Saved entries

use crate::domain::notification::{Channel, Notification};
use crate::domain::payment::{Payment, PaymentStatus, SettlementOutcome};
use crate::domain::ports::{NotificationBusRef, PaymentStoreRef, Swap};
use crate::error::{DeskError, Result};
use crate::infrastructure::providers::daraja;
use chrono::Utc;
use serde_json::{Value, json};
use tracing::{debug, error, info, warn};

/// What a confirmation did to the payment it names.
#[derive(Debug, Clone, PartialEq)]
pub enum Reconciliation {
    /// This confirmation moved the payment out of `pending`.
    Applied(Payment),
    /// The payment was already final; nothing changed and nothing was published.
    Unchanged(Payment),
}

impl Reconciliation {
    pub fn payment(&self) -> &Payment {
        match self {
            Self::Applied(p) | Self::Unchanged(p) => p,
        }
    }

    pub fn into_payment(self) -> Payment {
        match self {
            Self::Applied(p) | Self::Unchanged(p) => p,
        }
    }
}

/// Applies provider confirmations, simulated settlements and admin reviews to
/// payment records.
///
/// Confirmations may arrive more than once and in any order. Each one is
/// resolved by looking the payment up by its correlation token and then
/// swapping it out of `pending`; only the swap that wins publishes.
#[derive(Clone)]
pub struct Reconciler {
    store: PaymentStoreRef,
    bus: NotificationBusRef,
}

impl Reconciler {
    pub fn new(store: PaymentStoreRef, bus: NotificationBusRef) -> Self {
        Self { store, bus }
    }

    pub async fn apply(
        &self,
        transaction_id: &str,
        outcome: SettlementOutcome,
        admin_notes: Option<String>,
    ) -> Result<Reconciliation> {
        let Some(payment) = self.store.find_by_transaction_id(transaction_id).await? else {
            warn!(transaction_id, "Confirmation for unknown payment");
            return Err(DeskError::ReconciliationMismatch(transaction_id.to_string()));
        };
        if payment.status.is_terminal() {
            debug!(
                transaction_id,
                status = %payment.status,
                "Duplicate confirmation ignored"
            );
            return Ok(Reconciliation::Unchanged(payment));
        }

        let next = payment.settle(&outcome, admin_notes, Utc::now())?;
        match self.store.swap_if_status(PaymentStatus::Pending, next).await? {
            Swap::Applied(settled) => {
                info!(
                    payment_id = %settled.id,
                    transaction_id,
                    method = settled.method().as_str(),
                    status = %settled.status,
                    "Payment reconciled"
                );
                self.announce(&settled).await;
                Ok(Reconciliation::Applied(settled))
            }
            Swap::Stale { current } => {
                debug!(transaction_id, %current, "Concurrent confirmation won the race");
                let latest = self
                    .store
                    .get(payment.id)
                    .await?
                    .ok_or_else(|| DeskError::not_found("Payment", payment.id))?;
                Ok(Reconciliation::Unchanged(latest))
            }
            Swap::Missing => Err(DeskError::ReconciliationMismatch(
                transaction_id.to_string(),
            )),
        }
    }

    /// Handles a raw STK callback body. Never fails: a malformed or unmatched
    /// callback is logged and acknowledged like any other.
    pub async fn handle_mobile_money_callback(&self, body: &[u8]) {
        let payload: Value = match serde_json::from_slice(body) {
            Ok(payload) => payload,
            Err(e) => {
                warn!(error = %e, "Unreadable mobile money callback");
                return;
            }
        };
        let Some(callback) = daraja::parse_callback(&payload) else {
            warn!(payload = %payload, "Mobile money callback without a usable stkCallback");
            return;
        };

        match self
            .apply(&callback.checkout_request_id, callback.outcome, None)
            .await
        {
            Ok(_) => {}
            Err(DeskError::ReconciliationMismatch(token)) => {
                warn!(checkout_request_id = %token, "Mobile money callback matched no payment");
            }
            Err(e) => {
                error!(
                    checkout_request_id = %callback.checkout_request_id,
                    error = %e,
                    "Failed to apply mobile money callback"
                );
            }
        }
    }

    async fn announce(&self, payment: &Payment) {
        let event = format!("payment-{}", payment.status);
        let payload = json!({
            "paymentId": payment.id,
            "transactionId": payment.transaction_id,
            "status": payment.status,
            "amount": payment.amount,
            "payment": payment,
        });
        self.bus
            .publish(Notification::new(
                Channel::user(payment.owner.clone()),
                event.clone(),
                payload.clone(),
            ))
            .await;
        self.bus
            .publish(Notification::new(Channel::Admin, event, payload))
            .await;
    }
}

==

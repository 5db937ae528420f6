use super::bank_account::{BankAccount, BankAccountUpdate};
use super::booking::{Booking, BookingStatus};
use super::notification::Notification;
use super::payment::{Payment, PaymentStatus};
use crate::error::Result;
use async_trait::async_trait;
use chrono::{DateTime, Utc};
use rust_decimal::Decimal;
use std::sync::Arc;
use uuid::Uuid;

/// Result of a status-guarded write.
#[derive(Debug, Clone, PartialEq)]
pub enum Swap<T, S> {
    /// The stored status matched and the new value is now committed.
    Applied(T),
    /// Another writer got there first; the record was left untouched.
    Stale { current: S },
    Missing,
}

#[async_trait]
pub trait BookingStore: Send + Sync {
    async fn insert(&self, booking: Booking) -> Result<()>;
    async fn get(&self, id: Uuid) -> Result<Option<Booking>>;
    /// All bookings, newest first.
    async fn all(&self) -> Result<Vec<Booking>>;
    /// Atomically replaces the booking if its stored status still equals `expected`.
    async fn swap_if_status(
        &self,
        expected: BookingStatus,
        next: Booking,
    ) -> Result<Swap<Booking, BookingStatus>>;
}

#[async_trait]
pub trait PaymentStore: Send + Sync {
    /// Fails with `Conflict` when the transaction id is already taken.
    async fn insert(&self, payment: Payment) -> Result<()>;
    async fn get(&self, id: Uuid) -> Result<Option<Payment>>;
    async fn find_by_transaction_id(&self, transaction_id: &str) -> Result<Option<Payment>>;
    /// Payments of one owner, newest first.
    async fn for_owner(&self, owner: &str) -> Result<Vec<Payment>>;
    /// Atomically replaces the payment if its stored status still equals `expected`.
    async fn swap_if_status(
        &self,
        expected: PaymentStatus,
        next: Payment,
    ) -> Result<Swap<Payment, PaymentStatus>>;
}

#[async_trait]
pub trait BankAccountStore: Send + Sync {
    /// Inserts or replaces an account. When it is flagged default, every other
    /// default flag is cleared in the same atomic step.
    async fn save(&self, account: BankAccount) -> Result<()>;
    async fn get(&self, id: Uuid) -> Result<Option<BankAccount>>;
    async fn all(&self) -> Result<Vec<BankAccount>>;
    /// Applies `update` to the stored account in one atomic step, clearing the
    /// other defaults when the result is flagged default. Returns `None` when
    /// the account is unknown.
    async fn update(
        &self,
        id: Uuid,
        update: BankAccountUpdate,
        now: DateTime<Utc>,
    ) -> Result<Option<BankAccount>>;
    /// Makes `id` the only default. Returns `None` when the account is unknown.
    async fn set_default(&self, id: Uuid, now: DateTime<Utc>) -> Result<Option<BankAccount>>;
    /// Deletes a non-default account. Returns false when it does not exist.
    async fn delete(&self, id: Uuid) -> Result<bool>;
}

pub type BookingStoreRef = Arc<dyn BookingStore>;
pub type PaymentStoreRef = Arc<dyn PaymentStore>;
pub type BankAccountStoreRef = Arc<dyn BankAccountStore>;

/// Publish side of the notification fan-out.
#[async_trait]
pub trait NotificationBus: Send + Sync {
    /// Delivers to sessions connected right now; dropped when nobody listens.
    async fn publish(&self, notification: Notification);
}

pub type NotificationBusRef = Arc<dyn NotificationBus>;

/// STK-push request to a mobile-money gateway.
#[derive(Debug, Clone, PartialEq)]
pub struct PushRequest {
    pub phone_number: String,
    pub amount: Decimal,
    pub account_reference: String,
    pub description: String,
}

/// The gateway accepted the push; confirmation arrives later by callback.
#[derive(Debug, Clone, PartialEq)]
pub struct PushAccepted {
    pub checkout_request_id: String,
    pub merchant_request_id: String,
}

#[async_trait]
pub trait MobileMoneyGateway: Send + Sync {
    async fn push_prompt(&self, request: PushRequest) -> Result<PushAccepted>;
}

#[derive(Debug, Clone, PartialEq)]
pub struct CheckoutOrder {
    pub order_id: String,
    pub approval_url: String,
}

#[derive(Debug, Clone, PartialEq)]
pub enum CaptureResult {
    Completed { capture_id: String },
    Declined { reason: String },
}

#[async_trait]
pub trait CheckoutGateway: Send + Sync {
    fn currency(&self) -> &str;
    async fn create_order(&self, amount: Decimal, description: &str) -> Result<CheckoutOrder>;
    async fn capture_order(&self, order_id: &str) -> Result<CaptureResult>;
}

Try it
Within the records above, each line containing "current" is to be returned.

Written reply
            Swap::Stale { current } => {
                debug!(transaction_id, %current, "Concurrent confirmation won the race");
    Stale { current: S },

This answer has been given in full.